▼

//! The pixel buffer glyphs are drawn into.

use image::codecs::png::PngEncoder;
use image::{ColorType, ImageEncoder, Rgba, RgbaImage};

use crate::Result;

/// Opaque black.
pub const BLACK: Rgba<u8> = Rgba([0, 0, 0, 255]);

/// Opaque white.
pub const WHITE: Rgba<u8> = Rgba([255, 255, 255, 255]);

/// Returns the foreground and background colors, black on white unless inverted.
pub fn resolve_colors(invert: bool) -> (Rgba<u8>, Rgba<u8>) {
    if invert {
        (WHITE, BLACK)
    } else {
        (BLACK, WHITE)
    }
}

/// An RGBA image with the colors text is drawn with.
///
/// Its size is fixed at creation, anything drawn outside of it is dropped.
pub struct Canvas {
    /// The pixels.
    pub(crate) image: RgbaImage,

    /// The color of the text.
    foreground: Rgba<u8>,
}

impl Canvas {
    /// Creates a canvas filled with the background color.
    pub fn new(width: u32, height: u32, (foreground, background): (Rgba<u8>, Rgba<u8>)) -> Canvas {
        let mut canvas = Canvas {
            image: RgbaImage::new(width, height),
            foreground,
        };
        canvas.fill(background);
        canvas
    }

    /// Paints every pixel with the color.
    pub fn fill(&mut self, color: Rgba<u8>) {
        for pixel in self.image.pixels_mut() {
            *pixel = color;
        }
    }

    /// Returns the width of the canvas, in pixels.
    pub fn width(&self) -> u32 {
        self.image.width()
    }

    /// Returns the height of the canvas, in pixels.
    pub fn height(&self) -> u32 {
        self.image.height()
    }

    /// Composites the foreground color over a pixel, `coverage` being its opacity.
    pub fn blend(&mut self, x: i32, y: i32, coverage: u8) {
        if coverage == 0 || !self.contains(x, y) {
            return;
        }

        let alpha = u32::from(coverage);
        let foreground = self.foreground;
        let pixel = self.image.get_pixel_mut(x as u32, y as u32);

        for (dst, src) in pixel.0.iter_mut().zip(foreground.0.iter()) {
            *dst = ((u32::from(*src) * alpha + u32::from(*dst) * (255 - alpha) + 127) / 255) as u8;
        }
    }

    /// Encodes the canvas as a PNG file.
    pub fn encode_png(&self) -> Result<Vec<u8>> {
        let mut bytes = Vec::new();
        PngEncoder::new(&mut bytes).write_image(
            self.image.as_raw(),
            self.image.width(),
            self.image.height(),
            ColorType::Rgba8,
        )?;
        Ok(bytes)
    }

    fn contains(&self, x: i32, y: i32) -> bool {
        x >= 0 && y >= 0 && (x as u32) < self.image.width() && (y as u32) < self.image.height()
    }
}
//! This crate contains all the tools we need to turn lines of text into a wrapped raster image.

#![warn(missing_docs)]

#[macro_use]
extern crate log;

pub mod canvas;
pub mod config;
pub mod document;
pub mod fonts;
pub mod layout;
pub mod saturating;
pub mod units;

use std::path::PathBuf;
use std::{error, fmt, io, result};

macro_rules! impl_from_error {
    ($type: ty, $variant: path, $from: ty) => {
        impl From<$from> for $type {
            fn from(e: $from) -> $type {
                $variant(e)
            }
        }
    };
}

/// The different families of errors, telling at which stage a run failed.
#[derive(Debug, Copy, Clone, PartialEq, Eq)]
pub enum ErrorKind {
    /// The configuration or the font could not be loaded, nothing was laid out.
    Configuration,

    /// A glyph could not be measured or drawn.
    Draw,

    /// The input stream failed.
    InputRead,

    /// The image could not be encoded.
    Encode,

    /// The encoded image could not be written.
    Output,
}

/// The error type of the library.
#[derive(Debug)]
pub enum Error {
    /// The specified font was not found.
    FontNotFound(PathBuf),

    /// Error while dealing with freetype when loading a font.
    FreetypeError(freetype::Error),

    /// The configuration file could not be read.
    ConfigNotFound(PathBuf, io::Error),

    /// The configuration file is not valid toml.
    TomlError(toml::de::Error),

    /// A configuration value is out of range.
    InvalidConfig(String),

    /// Freetype failed to measure or render a char.
    DrawError(char, freetype::Error),

    /// Reading the input failed.
    InputError(io::Error),

    /// The image encoder failed.
    EncodeError(image::ImageError),

    /// Another io error occured.
    IoError(io::Error),
}

impl_from_error!(Error, Error::FreetypeError, freetype::Error);
impl_from_error!(Error, Error::TomlError, toml::de::Error);
impl_from_error!(Error, Error::EncodeError, image::ImageError);
impl_from_error!(Error, Error::IoError, io::Error);

impl Error {
    /// Returns the stage at which the error occured.
    pub fn kind(&self) -> ErrorKind {
        match self {
            Error::FontNotFound(_)
            | Error::FreetypeError(_)
            | Error::ConfigNotFound(..)
            | Error::TomlError(_)
            | Error::InvalidConfig(_) => ErrorKind::Configuration,
            Error::DrawError(..) => ErrorKind::Draw,
            Error::InputError(_) => ErrorKind::InputRead,
            Error::EncodeError(_) => ErrorKind::Encode,
            Error::IoError(_) => ErrorKind::Output,
        }
    }
}

impl fmt::Display for Error {
    fn fmt(&self, fmt: &mut fmt::Formatter) -> fmt::Result {
        match self {
            Error::FontNotFound(path) => write!(fmt, "couldn't find font \"{}\"", path.display()),
            Error::FreetypeError(e) => write!(fmt, "freetype error: {}", e),
            Error::ConfigNotFound(path, e) => {
                write!(fmt, "couldn't read config \"{}\": {}", path.display(), e)
            }
            Error::TomlError(e) => write!(fmt, "invalid config file: {}", e),
            Error::InvalidConfig(e) => write!(fmt, "invalid configuration: {}", e),
            Error::DrawError(c, e) => write!(fmt, "failed to draw {:?}: {}", c, e),
            Error::InputError(e) => write!(fmt, "couldn't read input: {}", e),
            Error::EncodeError(e) => write!(fmt, "couldn't encode image: {}", e),
            Error::IoError(e) => write!(fmt, "an io error occured: {}", e),
        }
    }
}

impl error::Error for Error {}

/// The result type of the library.
pub type Result<T> = result::Result<T, Error>;
//! This module contains everything that helps us dealing with fonts.

pub mod rasterizer;

use std::fs::File;
use std::path::{Path, PathBuf};

use freetype::{face, Face, Library};

use crate::layout::Metrics;
use crate::units::{Fixed, Pt};
use crate::{Error, Result};

pub use rasterizer::GlyphRasterizer;

/// A font loaded by freetype, used both to measure and to draw glyphs.
pub struct Font {
    /// The freetype face.
    freetype: Face,
}

impl Font {
    /// Creates a font from a path to a file.
    pub fn from_file<P: AsRef<Path>>(path: P, library: &Library) -> Result<Font> {
        File::open(path.as_ref()).map_err(|_| Error::FontNotFound(PathBuf::from(path.as_ref())))?;
        Ok(Font {
            freetype: library.new_face(path.as_ref(), 0)?,
        })
    }

    /// Returns the name of the font, if it has one.
    pub fn name(&self) -> Option<String> {
        match (self.freetype.family_name(), self.freetype.style_name()) {
            (Some(family), Some(style)) => Some(format!("{} {}", family, style)),
            (Some(family), None) => Some(family),
            _ => None,
        }
    }

    /// Sets the size glyphs are measured and drawn at.
    pub fn set_size(&self, size: Pt, dpi: f64) -> Result<()> {
        // A height in 1/64 px at 72 dpi keeps fractional resolutions exact.
        let height = size.to_fixed(dpi).0 as isize;
        self.freetype.set_char_size(0, height, 72, 72)?;
        Ok(())
    }

    /// Returns the index of the glyph of a char, 0 if the font has none.
    pub fn index(&self, c: char) -> u32 {
        self.freetype.get_char_index(c as usize)
    }
}

impl Metrics for Font {
    fn has_glyph(&self, c: char) -> bool {
        self.index(c) != 0
    }

    fn advance(&self, c: char) -> Result<Fixed> {
        self.freetype
            .load_char(c as usize, face::LoadFlag::NO_HINTING)
            .map_err(|e| Error::DrawError(c, e))?;

        Ok(Fixed::clamped(i64::from(self.freetype.glyph().advance().x)))
    }
}
//! Logic to place glyphs left to right and break the lines that don't fit the canvas.

pub mod constants;
pub mod engine;

use crate::config::Config;
use crate::units::{Fixed, Pt, POINTS_PER_INCH};
use crate::Result;

pub use engine::{Engine, Line};

/// A pen position, in fixed units from the top left corner of the canvas.
///
/// `y` is the baseline of the current line.
#[derive(Copy, Clone, Debug, PartialEq, Eq, Default)]
pub struct Position {
    /// The horizontal coordinate.
    pub x: Fixed,

    /// The vertical coordinate of the baseline.
    pub y: Fixed,
}

impl Position {
    /// Creates a new position.
    pub fn new(x: Fixed, y: Fixed) -> Position {
        Position { x, y }
    }
}

/// A char as the layout engine sees it.
#[derive(Copy, Clone, Debug, PartialEq, Eq)]
pub struct Glyph {
    /// The char, after tab substitution.
    pub glyph: char,

    /// How far the pen moves once the glyph is drawn, as announced by the font.
    pub advance: Fixed,
}

/// What the layout engine decided for the next piece of a line.
#[derive(Copy, Clone, Debug, PartialEq, Eq)]
pub enum LayoutEvent {
    /// The char must be drawn with its pen at the position.
    Place(char, Position),

    /// The pen went back to the start of the next line.
    NewLine,
}

/// Answers the questions the layout engine has about a font.
pub trait Metrics {
    /// Returns whether the font has something to display for the char.
    fn has_glyph(&self, c: char) -> bool;

    /// Returns the advance of the char at the configured size.
    fn advance(&self, c: char) -> Result<Fixed>;

    /// Measures a char, returns `None` if the font can't display it.
    fn glyph(&self, c: char) -> Result<Option<Glyph>> {
        if !self.has_glyph(c) {
            return Ok(None);
        }

        Ok(Some(Glyph {
            glyph: c,
            advance: self.advance(c)?,
        }))
    }
}

/// Draws glyphs somewhere.
pub trait Rasterizer {
    /// Draws the char with its pen at `pen`, and returns where the pen is once the char is drawn.
    ///
    /// The returned position is trusted over any estimate of the layout engine.
    fn draw(&mut self, c: char, pen: Position) -> Result<Position>;
}

/// Computes the font size the layout will use.
///
/// A positive number of chars per line derives the size from the usable width, whatever size was
/// requested.
pub fn effective_size(config: &Config) -> Pt {
    if config.chars > 0 {
        let usable = (i64::from(config.width) - i64::from(config.padding) * 2) as f64;
        Pt(usable / f64::from(config.chars) * POINTS_PER_INCH / config.dpi)
    } else {
        config.size
    }
}

#[cfg(test)]
mod tests {
    use crate::config::Config;
    use crate::layout::effective_size;
    use crate::units::{nearly_equal, Pt};
    use test_case::test_case;

    #[test_case(940, 10, 20, 240.0, 13.8)]
    #[test_case(50, 0, 5, 72.0, 10.0)]
    #[test_case(1000, 100, 40, 96.0, 15.0)]
    #[test_case(333, 7, 3, 300.0, 25.52)]
    fn derived_from_chars(width: i32, padding: i32, chars: i32, dpi: f64, expected: f64) {
        let config = Config {
            width,
            padding,
            chars,
            dpi,
            size: Pt(99.0),
            ..Config::default()
        };

        let size = effective_size(&config);
        assert!(nearly_equal(size.0, expected));
        assert_eq!(
            size.0,
            f64::from(width - 2 * padding) / f64::from(chars) * 72.0 / dpi
        );
    }

    #[test]
    fn padding_wider_than_image() {
        let config = Config {
            width: 940,
            padding: 1_500_000_000,
            chars: 10,
            dpi: 72.0,
            ..Config::default()
        };

        assert!(effective_size(&config).0 < 0.0);
    }

    #[test_case(0)]
    #[test_case(-3)]
    fn requested_size_without_chars(chars: i32) {
        let config = Config {
            chars,
            size: Pt(11.5),
            ..Config::default()
        };

        assert_eq!(effective_size(&config), Pt(11.5));
    }
}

▲

Problem -
Print, without alteration, only the lines above between the one holding "a PNG file." and the one holding "pub enum ErrorKind", inclusive.

Expected output -
    /// Encodes the canvas as a PNG file.
    pub fn encode_png(&self) -> Result<Vec<u8>> {
        let mut bytes = Vec::new();
        PngEncoder::new(&mut bytes).write_image(
            self.image.as_raw(),
            self.image.width(),
            self.image.height(),
            ColorType::Rgba8,
        )?;
        Ok(bytes)
    }

    fn contains(&self, x: i32, y: i32) -> bool {
        x >= 0 && y >= 0 && (x as u32) < self.image.width() && (y as u32) < self.image.height()
    }
}
//! This crate contains all the tools we need to turn lines of text into a wrapped raster image.

#![warn(missing_docs)]

#[macro_use]
extern crate log;

pub mod canvas;
pub mod config;
pub mod document;
pub mod fonts;
pub mod layout;
pub mod saturating;
pub mod units;

use std::path::PathBuf;
use std::{error, fmt, io, result};

macro_rules! impl_from_error {
    ($type: ty, $variant: path, $from: ty) => {
        impl From<$from> for $type {
            fn from(e: $from) -> $type {
                $variant(e)
            }
        }
    };
}

/// The different families of errors, telling at which stage a run failed.
#[derive(Debug, Copy, Clone, PartialEq, Eq)]
pub enum ErrorKind {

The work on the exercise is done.